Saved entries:
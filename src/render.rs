//! Rendering: draws the surface scene to a 2D context.
//!
//! This module is the only place that touches
//! [`web_sys::CanvasRenderingContext2d`]. It receives a read-only view of
//! the surface and produces pixels — it does not mutate any application
//! state.
//!
//! Paint order is the layering contract: the base coat first, then dynamic
//! glyphs in `(z_index, id)` order, then the court strokes, so the court
//! outline is never occluded by markers or by erase overdraws.
//!
//! All fallible `Canvas2D` calls propagate errors via `Result<(), JsValue>`.
//! The top-level caller ([`crate::engine::Engine::render`]) handles the
//! result.

use std::f64::consts::PI;

use wasm_bindgen::JsValue;
use web_sys::CanvasRenderingContext2d;

use crate::court::CourtShape;
use crate::geom::Bounds;
use crate::surface::{Color, Glyph, GlyphShape, Surface};

/// Draw the full scene: base, dynamic glyphs, court.
///
/// # Errors
///
/// Returns `Err` if any `Canvas2D` call fails (e.g. invalid context state).
pub fn draw(ctx: &CanvasRenderingContext2d, surface: &Surface) -> Result<(), JsValue> {
    ctx.set_line_width(1.0);

    // Layer 1: the base coat.
    ctx.set_fill_style_str(surface.background_fill().as_css());
    ctx.fill_rect(0.0, 0.0, surface.width(), surface.height());

    // Layer 2: dynamic glyphs in z-order (bottom first).
    for glyph in surface.sorted_glyphs() {
        draw_glyph(ctx, glyph)?;
    }

    // Layer 3: the court, stroked above the dynamic layer.
    ctx.set_stroke_style_str(Color::Black.as_css());
    for shape in surface.background() {
        draw_court_shape(ctx, shape)?;
    }

    Ok(())
}

// =============================================================
// Dynamic glyphs
// =============================================================

fn draw_glyph(ctx: &CanvasRenderingContext2d, glyph: &Glyph) -> Result<(), JsValue> {
    match glyph.shape {
        GlyphShape::Oval => {
            let center = glyph.bounds.center();
            ctx.begin_path();
            ctx.ellipse(
                center.x,
                center.y,
                glyph.bounds.radius_x(),
                glyph.bounds.radius_y(),
                0.0,
                0.0,
                2.0 * PI,
            )?;
            ctx.set_fill_style_str(glyph.fill.as_css());
            ctx.fill();
            ctx.set_stroke_style_str(glyph.outline.as_css());
            ctx.stroke();
        }
        GlyphShape::Rect => {
            let b = glyph.bounds;
            ctx.set_fill_style_str(glyph.fill.as_css());
            ctx.fill_rect(b.x, b.y, b.width, b.height);
            ctx.set_stroke_style_str(glyph.outline.as_css());
            ctx.stroke_rect(b.x, b.y, b.width, b.height);
        }
    }
    Ok(())
}

// =============================================================
// Court strokes
// =============================================================

fn draw_court_shape(ctx: &CanvasRenderingContext2d, shape: &CourtShape) -> Result<(), JsValue> {
    match *shape {
        CourtShape::Rect(b) => {
            ctx.stroke_rect(b.x, b.y, b.width, b.height);
        }
        CourtShape::Line { from, to } => {
            ctx.begin_path();
            ctx.move_to(from.x, from.y);
            ctx.line_to(to.x, to.y);
            ctx.stroke();
        }
        CourtShape::Oval(b) => {
            let center = b.center();
            ctx.begin_path();
            ctx.ellipse(center.x, center.y, b.radius_x(), b.radius_y(), 0.0, 0.0, 2.0 * PI)?;
            ctx.stroke();
        }
        CourtShape::Arc { bounds, start_deg, extent_deg } => {
            draw_arc(ctx, bounds, start_deg, extent_deg)?;
        }
    }
    Ok(())
}

/// Stroke a partial oval given in degrees counterclockwise from 3 o'clock.
/// Canvas angles run clockwise in screen space, so both endpoints negate
/// and a positive extent sweeps anticlockwise.
fn draw_arc(
    ctx: &CanvasRenderingContext2d,
    bounds: Bounds,
    start_deg: f64,
    extent_deg: f64,
) -> Result<(), JsValue> {
    let center = bounds.center();
    let start = (-start_deg).to_radians();
    let end = (-(start_deg + extent_deg)).to_radians();
    ctx.begin_path();
    ctx.ellipse_with_anticlockwise(
        center.x,
        center.y,
        bounds.radius_x(),
        bounds.radius_y(),
        0.0,
        start,
        end,
        extent_deg > 0.0,
    )?;
    ctx.stroke();
    Ok(())
}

◆ **Your goal**:
Return only those lines of the records that contain the string "CourtShape".

◆ **Finished task**:
use crate::court::CourtShape;
fn draw_court_shape(ctx: &CanvasRenderingContext2d, shape: &CourtShape) -> Result<(), JsValue> {
        CourtShape::Rect(b) => {
        CourtShape::Line { from, to } => {
        CourtShape::Oval(b) => {
        CourtShape::Arc { bounds, start_deg, extent_deg } => {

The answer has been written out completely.